- Active: 1777–1781
- Allegiance: United States
- Branch: Continental Army
- Type: Line infantry
- Size: 8 companies
- Engagements: Northern New Jersey (1777); Battle of Brandywine (1777); Battle of Paoli (1777); Battle of Germantown (1777); Pennsylvania frontier (1778);

Commanders
- Notable commanders: Colonel Thomas Hartley

= Hartley's Additional Continental Regiment =

Hartley's Additional Continental Regiment was a line infantry regiment of the Continental Army that served in the American Revolutionary War. The regiment was authorized in January 1777 and Thomas Hartley was appointed its commander. The unit comprised eight companies from Pennsylvania, Maryland, and Delaware. When permanent brigades were formed in May 1777, the regiment was transferred to the 1st Pennsylvania Brigade. Hartley's Regiment fought at the battles of Brandywine, Paoli, and Germantown in 1777.

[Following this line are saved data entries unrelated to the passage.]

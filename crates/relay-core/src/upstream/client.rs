//! HTTP client for the primary Sui RPC endpoint.
//!
//! Compression negotiation is disabled on the outbound leg
//! (`Accept-Encoding: identity`) to keep body handling simple, but some
//! upstreams ignore the header, so the response's `content-encoding` is
//! surfaced to the caller for defensive decompression.

use bytes::Bytes;
use reqwest::{
    header::{ACCEPT_ENCODING, CONTENT_ENCODING, CONTENT_TYPE},
    Client, ClientBuilder,
};
use std::time::Duration;
use tracing::trace;

use super::errors::{sanitize_network_error, UpstreamError};

/// A buffered upstream response with the headers the relay cares about.
#[derive(Debug, Clone)]
pub struct UpstreamResponse {
    pub status: u16,
    pub content_type: Option<String>,
    pub content_encoding: Option<String>,
    pub body: Bytes,
}

impl UpstreamResponse {
    /// Whether the body claims to be an HTML page — the signature of an
    /// edge/CDN error page rather than a JSON-RPC response.
    #[must_use]
    pub fn is_html(&self) -> bool {
        self.content_type.as_deref().is_some_and(|ct| ct.to_ascii_lowercase().contains("text/html"))
    }
}

/// Outbound client for the primary endpoint.
pub struct RpcClient {
    client: Client,
    timeout: Duration,
}

impl RpcClient {
    /// Creates the client with the relay's outbound connection policy.
    ///
    /// # Errors
    ///
    /// Returns [`UpstreamError::ClientBuild`] if reqwest fails to build.
    pub fn new(timeout: Duration) -> Result<Self, UpstreamError> {
        let client = ClientBuilder::new()
            .pool_idle_timeout(Duration::from_secs(30))
            .connect_timeout(Duration::from_secs(5))
            .use_rustls_tls()
            .redirect(reqwest::redirect::Policy::none())
            .user_agent("sui-relay/0.1.0")
            .tcp_nodelay(true)
            .build()
            .map_err(|e| {
                tracing::error!(error = %e, "failed to build upstream http client");
                UpstreamError::ClientBuild(e.to_string())
            })?;

        Ok(Self { client, timeout })
    }

    /// Forwards a buffered JSON-RPC body to the given endpoint.
    ///
    /// # Errors
    ///
    /// - [`UpstreamError::Timeout`] when the request times out
    /// - [`UpstreamError::HttpStatus`] for non-2xx responses
    /// - [`UpstreamError::ConnectionFailed`] for other transport failures
    pub async fn forward(&self, url: &str, body: Bytes) -> Result<UpstreamResponse, UpstreamError> {
        let response = self
            .client
            .post(url)
            .header(CONTENT_TYPE, "application/json")
            .header(ACCEPT_ENCODING, "identity")
            .body(body)
            .timeout(self.timeout)
            .send()
            .await
            .map_err(|e| {
                if e.is_timeout() {
                    UpstreamError::Timeout
                } else {
                    UpstreamError::ConnectionFailed(sanitize_network_error(&e))
                }
            })?;

        let status = response.status();
        if !status.is_success() {
            return Err(UpstreamError::HttpStatus(status.as_u16()));
        }

        let content_type = response
            .headers()
            .get(CONTENT_TYPE)
            .and_then(|v| v.to_str().ok())
            .map(ToOwned::to_owned);
        let content_encoding = response
            .headers()
            .get(CONTENT_ENCODING)
            .and_then(|v| v.to_str().ok())
            .map(ToOwned::to_owned);

        let body = response.bytes().await.map_err(|e| {
            if e.is_timeout() {
                UpstreamError::Timeout
            } else {
                UpstreamError::ConnectionFailed(sanitize_network_error(&e))
            }
        })?;

        trace!(
            status = status.as_u16(),
            encoding = content_encoding.as_deref().unwrap_or("identity"),
            bytes = body.len(),
            "upstream response buffered"
        );

        Ok(UpstreamResponse { status: status.as_u16(), content_type, content_encoding, body })
    }
}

The unit helped defend the Pennsylvania frontier against indigenous raids in the Summer and early Fall of 1778. In January 1779, following a resolution of the Continental Congress the regiment, along with Patton's Additional Continental Regiment and part of Malcolm's Additional Continental Regiment, were combined to form a complete battalion known as the "New" 11th Pennsylvania Regiment. The 11th participated in the Sullivan Expedition in the summer of that year. In January 1781 the 11th merged with the 3rd Pennsylvania Regiment and ceased to exist.

== History ==
Hartley's Additional Continental Regiment was authorized on 12 January 1777 for service with the Continental Army. In December 1776, as his army retreated across New Jersey under British pressure, George Washington appealed to the Continental Congress for more soldiers. In September 1776, Congress had authorized an army of 88 infantry battalions. In the crisis, Congress acceded to Washington's requests on 27 December 1776. The delegates gave Washington sweeping authority to appoint officers and recruit an additional 16 battalions of infantry, three regiments of artillery, an engineer corps, and light cavalry formations. Unlike the original 88 battalions which were to be raised by the states, the "additional" regiments were solely under Washington's command.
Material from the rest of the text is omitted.